◆ Data for review:
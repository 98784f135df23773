//! Query and catalog embedding via an OpenAI-compatible API.

use async_trait::async_trait;
use reqwest::StatusCode;
use serde::{Deserialize, Serialize};

use crate::config::OpenAiConfig;
use crate::error::{Error, Result};

/// Converts text into fixed-dimension embedding vectors.
///
/// The provider is a remote service; implementations do not retry. A failed
/// call aborts the operation that needed the vector.
#[async_trait]
pub trait Embedder: Send + Sync {
    /// Embed a single text.
    async fn embed(&self, text: &str) -> Result<Vec<f32>>;

    /// Embed a batch of texts, one vector per input, in input order.
    async fn embed_batch(&self, texts: &[String]) -> Result<Vec<Vec<f32>>>;
}

/// Embedding client for the OpenAI `/embeddings` endpoint.
pub struct OpenAiEmbedder {
    http: reqwest::Client,
    api_key: String,
    base_url: String,
    model: String,
}

impl OpenAiEmbedder {
    /// Create a client from configuration.
    ///
    /// Fails with an authentication error when no API key can be resolved,
    /// before any request is made.
    pub fn new(config: &OpenAiConfig) -> Result<Self> {
        let api_key = config.resolve_api_key()?;
        Ok(Self {
            http: reqwest::Client::new(),
            api_key,
            base_url: config.base_url.trim_end_matches('/').to_string(),
            model: config.embedding_model.clone(),
        })
    }

    async fn request(&self, input: &[String]) -> Result<Vec<Vec<f32>>> {
        let url = format!("{}/embeddings", self.base_url);
        let body = EmbeddingRequest {
            model: &self.model,
            input,
        };

        let response = self
            .http
            .post(&url)
            .bearer_auth(&self.api_key)
            .json(&body)
            .send()
            .await
            .map_err(|e| Error::Embedding(format!("embedding request failed: {}", e)))?;

        let status = response.status();
        if status == StatusCode::UNAUTHORIZED || status == StatusCode::FORBIDDEN {
            return Err(Error::Auth(format!(
                "embedding provider rejected the API key ({})",
                status
            )));
        }
        if !status.is_success() {
            let detail = response.text().await.unwrap_or_default();
            return Err(Error::Embedding(format!(
                "embedding provider returned {}: {}",
                status, detail
            )));
        }

        let parsed: EmbeddingResponse = response
            .json()
            .await
            .map_err(|e| Error::Embedding(format!("invalid embedding response: {}", e)))?;
        extract_vectors(parsed, input.len())
    }
}

#[async_trait]
impl Embedder for OpenAiEmbedder {
    async fn embed(&self, text: &str) -> Result<Vec<f32>> {
        let input = [text.to_string()];
        let mut vectors = self.request(&input).await?;
        Ok(vectors.remove(0))
    }

    async fn embed_batch(&self, texts: &[String]) -> Result<Vec<Vec<f32>>> {
        if texts.is_empty() {
            return Ok(Vec::new());
        }
        self.request(texts).await
    }
}

#[derive(Serialize)]
struct EmbeddingRequest<'a> {
    model: &'a str,
    input: &'a [String],
}

#[derive(Deserialize)]
struct EmbeddingResponse {
    data: Vec<EmbeddingData>,
}

#[derive(Deserialize)]
struct EmbeddingData {
    embedding: Vec<f32>,
}

/// Pull the vectors out of a provider response, checking the count against
/// the number of inputs.
fn extract_vectors(response: EmbeddingResponse, expected: usize) -> Result<Vec<Vec<f32>>> {
    if response.data.len() != expected {
        return Err(Error::Embedding(format!(
            "embedding provider returned {} vectors for {} inputs",
            response.data.len(),
            expected
        )));
    }
    Ok(response.data.into_iter().map(|d| d.embedding).collect())
}
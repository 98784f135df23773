//! Structured query filters and their Qdrant predicate form.

use qdrant_client::qdrant::{Condition, Filter, Range};
use serde::{Deserialize, Serialize};

use crate::catalog::{Brand, Category};

/// User-supplied structured constraints, every field independently optional.
///
/// An absent field imposes no constraint. Unknown keys in incoming JSON are
/// ignored, and `null` is equivalent to absent. `price_min > price_max` is
/// not rejected here: the range passes through to the index, which yields an
/// empty result set for an impossible range.
#[derive(Debug, Clone, Copy, Default, PartialEq, Serialize, Deserialize)]
pub struct ProductFilters {
    #[serde(default, skip_serializing_if = "Option::is_none")]
    pub brand: Option<Brand>,
    #[serde(default, skip_serializing_if = "Option::is_none")]
    pub category: Option<Category>,
    #[serde(default, skip_serializing_if = "Option::is_none")]
    pub price_min: Option<f64>,
    #[serde(default, skip_serializing_if = "Option::is_none")]
    pub price_max: Option<f64>,
}

impl ProductFilters {
    /// True when no field is set.
    pub fn is_empty(&self) -> bool {
        self.brand.is_none()
            && self.category.is_none()
            && self.price_min.is_none()
            && self.price_max.is_none()
    }

    /// Build the Qdrant filter predicate: a conjunction with exactly one
    /// clause per present field.
    ///
    /// Returns `None` when every field is absent. The distinction matters:
    /// an absent filter means "match everything" to Qdrant, whereas an empty
    /// must-clause list is not a sentinel this crate ever sends.
    pub fn to_qdrant(&self) -> Option<Filter> {
        let mut conditions = Vec::new();

        if let Some(brand) = self.brand {
            conditions.push(Condition::matches("brand", brand.as_str().to_string()));
        }
        if let Some(category) = self.category {
            conditions.push(Condition::matches("category", category.as_str().to_string()));
        }
        if let Some(min) = self.price_min {
            conditions.push(Condition::range(
                "price",
                Range {
                    gte: Some(min),
                    ..Default::default()
                },
            ));
        }
        if let Some(max) = self.price_max {
            conditions.push(Condition::range(
                "price",
                Range {
                    lte: Some(max),
                    ..Default::default()
                },
            ));
        }

        if conditions.is_empty() {
            None
        } else {
            Some(Filter::must(conditions))
        }
    }
}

◆ What to produce: The required answer is the complete data, repeated exactly.

◆ Response area:
repository 98784f135df23773
//! Query and catalog embedding via an OpenAI-compatible API.

use async_trait::async_trait;
use reqwest::StatusCode;
use serde::{Deserialize, Serialize};

use crate::config::OpenAiConfig;
use crate::error::{Error, Result};

/// Converts text into fixed-dimension embedding vectors.
///
/// The provider is a remote service; implementations do not retry. A failed
/// call aborts the operation that needed the vector.
#[async_trait]
pub trait Embedder: Send + Sync {
    /// Embed a single text.
    async fn embed(&self, text: &str) -> Result<Vec<f32>>;

    /// Embed a batch of texts, one vector per input, in input order.
    async fn embed_batch(&self, texts: &[String]) -> Result<Vec<Vec<f32>>>;
}

/// Embedding client for the OpenAI `/embeddings` endpoint.
pub struct OpenAiEmbedder {
    http: reqwest::Client,
    api_key: String,
    base_url: String,
    model: String,
}

impl OpenAiEmbedder {
    /// Create a client from configuration.
    ///
    /// Fails with an authentication error when no API key can be resolved,
    /// before any request is made.
    pub fn new(config: &OpenAiConfig) -> Result<Self> {
        let api_key = config.resolve_api_key()?;
        Ok(Self {
            http: reqwest::Client::new(),
            api_key,
            base_url: config.base_url.trim_end_matches('/').to_string(),
            model: config.embedding_model.clone(),
        })
    }

    async fn request(&self, input: &[String]) -> Result<Vec<Vec<f32>>> {
        let url = format!("{}/embeddings", self.base_url);
        let body = EmbeddingRequest {
            model: &self.model,
            input,
        };

        let response = self
            .http
            .post(&url)
            .bearer_auth(&self.api_key)
            .json(&body)
            .send()
            .await
            .map_err(|e| Error::Embedding(format!("embedding request failed: {}", e)))?;

        let status = response.status();
        if status == StatusCode::UNAUTHORIZED || status == StatusCode::FORBIDDEN {
            return Err(Error::Auth(format!(
                "embedding provider rejected the API key ({})",
                status
            )));
        }
        if !status.is_success() {
            let detail = response.text().await.unwrap_or_default();
            return Err(Error::Embedding(format!(
                "embedding provider returned {}: {}",
                status, detail
            )));
        }

        let parsed: EmbeddingResponse = response
            .json()
            .await
            .map_err(|e| Error::Embedding(format!("invalid embedding response: {}", e)))?;
        extract_vectors(parsed, input.len())
    }
}

#[async_trait]
impl Embedder for OpenAiEmbedder {
    async fn embed(&self, text: &str) -> Result<Vec<f32>> {
        let input = [text.to_string()];
        let mut vectors = self.request(&input).await?;
        Ok(vectors.remove(0))
    }

    async fn embed_batch(&self, texts: &[String]) -> Result<Vec<Vec<f32>>> {
        if texts.is_empty() {
            return Ok(Vec::new());
        }
        self.request(texts).await
    }
}

#[derive(Serialize)]
struct EmbeddingRequest<'a> {
    model: &'a str,
    input: &'a [String],
}

#[derive(Deserialize)]
struct EmbeddingResponse {
    data: Vec<EmbeddingData>,
}

#[derive(Deserialize)]
struct EmbeddingData {
    embedding: Vec<f32>,
}

/// Pull the vectors out of a provider response, checking the count against
/// the number of inputs.
fn extract_vectors(response: EmbeddingResponse, expected: usize) -> Result<Vec<Vec<f32>>> {
    if response.data.len() != expected {
        return Err(Error::Embedding(format!(
            "embedding provider returned {} vectors for {} inputs",
            response.data.len(),
            expected
        )));
    }
    Ok(response.data.into_iter().map(|d| d.embedding).collect())
}
repository 98784f135df23773
//! Structured query filters and their Qdrant predicate form.

use qdrant_client::qdrant::{Condition, Filter, Range};
use serde::{Deserialize, Serialize};

use crate::catalog::{Brand, Category};

/// User-supplied structured constraints, every field independently optional.
///
/// An absent field imposes no constraint. Unknown keys in incoming JSON are
/// ignored, and `null` is equivalent to absent. `price_min > price_max` is
/// not rejected here: the range passes through to the index, which yields an
/// empty result set for an impossible range.
#[derive(Debug, Clone, Copy, Default, PartialEq, Serialize, Deserialize)]
pub struct ProductFilters {
    #[serde(default, skip_serializing_if = "Option::is_none")]
    pub brand: Option<Brand>,
    #[serde(default, skip_serializing_if = "Option::is_none")]
    pub category: Option<Category>,
    #[serde(default, skip_serializing_if = "Option::is_none")]
    pub price_min: Option<f64>,
    #[serde(default, skip_serializing_if = "Option::is_none")]
    pub price_max: Option<f64>,
}

impl ProductFilters {
    /// True when no field is set.
    pub fn is_empty(&self) -> bool {
        self.brand.is_none()
            && self.category.is_none()
            && self.price_min.is_none()
            && self.price_max.is_none()
    }

    /// Build the Qdrant filter predicate: a conjunction with exactly one
    /// clause per present field.
    ///
    /// Returns `None` when every field is absent. The distinction matters:
    /// an absent filter means "match everything" to Qdrant, whereas an empty
    /// must-clause list is not a sentinel this crate ever sends.
    pub fn to_qdrant(&self) -> Option<Filter> {
        let mut conditions = Vec::new();

        if let Some(brand) = self.brand {
            conditions.push(Condition::matches("brand", brand.as_str().to_string()));
        }
        if let Some(category) = self.category {
            conditions.push(Condition::matches("category", category.as_str().to_string()));
        }
        if let Some(min) = self.price_min {
            conditions.push(Condition::range(
                "price",
                Range {
                    gte: Some(min),
                    ..Default::default()
                },
            ));
        }
        if let Some(max) = self.price_max {
            conditions.push(Condition::range(
                "price",
                Range {
                    lte: Some(max),
                    ..Default::default()
                },
            ));
        }

        if conditions.is_empty() {
            None
        } else {
            Some(Filter::must(conditions))
        }
    }
}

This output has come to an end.